Le Quotidien du pharmacien.- Recevez-vous beaucoup de victimes de soumission chimique ?

Pr Moutel.- Dans l’unité médico-judiciaire où j’exerce, nous accueillons chaque année 4 500 personnes, dont une cinquantaine concernée par la soumission chimique. Nos chiffres ne valent pas des statistiques nationales, mais il s’agit majoritairement de femmes, de tous les âges : au cours de l’année écoulée, nous n’avons pas reçu d’homme victime de soumission chimique. La plupart de nos patientes décrivent des agressions en milieu festif : dans notre service, les cas survenus en milieu intrafamilial ou intraconjugal sont plus rares – en lien, sans doute, avec un sous-signalement.

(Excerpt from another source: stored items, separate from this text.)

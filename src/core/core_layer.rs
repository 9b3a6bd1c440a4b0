// The core module contains all business logic.
// Each feature gets its own submodule.

#[path = "moderation/mod.rs"]
pub mod moderation;

#[path = "actions/mod.rs"]
pub mod actions;

#[path = "admin/admin_cache.rs"]
pub mod admin;

#[path = "reputation/reputation_cache.rs"]
pub mod reputation;

#[path = "ai/mod.rs"]
pub mod ai;

#[path = "filters/mod.rs"]
pub mod filters;

#[path = "commands/command_service.rs"]
pub mod commands;

#[path = "locale/locale.rs"]
pub mod locale;
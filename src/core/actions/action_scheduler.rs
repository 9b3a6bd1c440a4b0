// Deferred one-shot actions (notice cleanup, delayed bans).
//
// Timers live only in memory: pending actions are lost on restart.

use super::moderation_actions::ModerationActions;
use crate::core::moderation::{ActionKind, ScheduledAction};
use std::sync::atomic::{AtomicUsize, Ordering};
use std::sync::Arc;
use std::time::Duration;

pub trait ActionScheduler: Send + Sync {
    /// Hand an action over to the timer. Must not block the caller.
    fn submit(&self, action: ScheduledAction);

    /// Schedule `kind` to fire once after `delay`.
    fn schedule(&self, delay: Duration, kind: ActionKind) -> ScheduledAction {
        let action = ScheduledAction::new(kind, delay);
        self.submit(action.clone());
        action
    }
}

/// Runs a deferred action against the platform. Failures are logged and dropped.
pub async fn execute_action<A: ModerationActions + ?Sized>(actions: &A, kind: ActionKind) {
    let result = match kind {
        ActionKind::DeleteMessage {
            chat_id,
            message_id,
        } => actions.delete_message(chat_id, message_id).await,
        ActionKind::BanMember { chat_id, user_id } => actions.ban_member(chat_id, user_id).await,
    };

    match result {
        Ok(()) => tracing::info!("Deferred action done: {}", kind),
        Err(e) => tracing::warn!("Deferred action failed ({}): {}", kind, e),
    }
}

/// Scheduler backed by detached tokio tasks.
pub struct TokioScheduler {
    actions: Arc<dyn ModerationActions>,
    pending: Arc<AtomicUsize>,
}

impl TokioScheduler {
    pub fn new(actions: Arc<dyn ModerationActions>) -> Self {
        Self {
            actions,
            pending: Arc::new(AtomicUsize::new(0)),
        }
    }

    /// Number of actions that have not fired yet.
    pub fn pending(&self) -> usize {
        self.pending.load(Ordering::SeqCst)
    }
}

impl ActionScheduler for TokioScheduler {
    fn submit(&self, action: ScheduledAction) {
        let actions = Arc::clone(&self.actions);
        let pending = Arc::clone(&self.pending);
        pending.fetch_add(1, Ordering::SeqCst);

        tracing::debug!(
            "Scheduled {} at {} ({}s)",
            action.kind,
            action.fire_at(),
            action.delay.as_secs()
        );

        tokio::spawn(async move {
            tokio::time::sleep(action.delay).await;
            execute_action(actions.as_ref(), action.kind).await;
            pending.fetch_sub(1, Ordering::SeqCst);
        });
    }
}

// ============================================================================
// TESTS
// ============================================================================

Comment vous sont adressés ces patients ?

Certains patients se rendent d’abord aux urgences de l’hôpital. Là, un prélèvement sanguin ou urinaire peut être proposé afin de rechercher d’éventuels toxiques. Cependant, sans plainte officielle préalable, pas de mise sous scellés des prélèvements, pourtant utile en cas d’enquête. Ainsi, nous pouvons accompagner ces sujets pris en charge aux urgences vers le dépôt de plainte. Mais nous préférons que les patients passent en premier lieu par cette étape, qui permet ensuite de les orienter directement vers une unité médico-judiciaire telle que la nôtre, avec mise sous scellés. Dans tous les cas, plus les victimes se manifestent tôt, mieux c’est. Nombre de médicaments étant éliminés en quelques heures, les prélèvements doivent être réalisés précocement pour apporter une preuve biologique de la soumission chimique.

Quelles sont les étapes de la prise en charge ?

Après anamnèse, on procède à un examen physique complet à la recherche de lésions éventuelles. Un examen gynécologique peut être réalisé, avec prélèvement vaginal ; en cas d’agression sexuelle avérée ou suspectée, des mesures de prévention de la grossesse et des infections sexuellement transmissibles sont aussi proposées. Des prélèvements sanguins et urinaires sont évidemment effectués, et envoyés au laboratoire de toxicologie.

Un accompagnement psychologique est-il proposé ?

Depuis quelques années, des psychologues sont présents dans les services, et les patients se voient proposer environ cinq consultations de psychologie, en relais avec des centres de psycho-trauma et de psychiatrie. Car la soumission chimique peut occasionner, en plus d’un stress post-traumatique – aussi observé après d’autres violences –, davantage d’angoisse que d’autres agressions, en lien avec l’absence d’élément de réalité auquel se raccrocher en cas d’amnésie. De plus, notre action, en médecine légale, peut être vécue comme traumatisante. À noter toutefois que nombre de patients ne vont pas au bout du suivi, sans doute pour tourner la page plus rapidement.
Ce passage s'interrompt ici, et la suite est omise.